**What is being asked**
Once the records have been read, set every one down as it stands.
==================================================
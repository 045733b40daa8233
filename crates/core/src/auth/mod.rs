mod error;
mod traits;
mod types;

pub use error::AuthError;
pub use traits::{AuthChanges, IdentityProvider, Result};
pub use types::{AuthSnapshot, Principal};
==================================================
**Solution for this problem**
repository 045733b40daa8233
filename crates/core/src/auth/mod.rs
mod error;
mod traits;
mod types;

pub use error::AuthError;
pub use traits::{AuthChanges, IdentityProvider, Result};
pub use types::{AuthSnapshot, Principal};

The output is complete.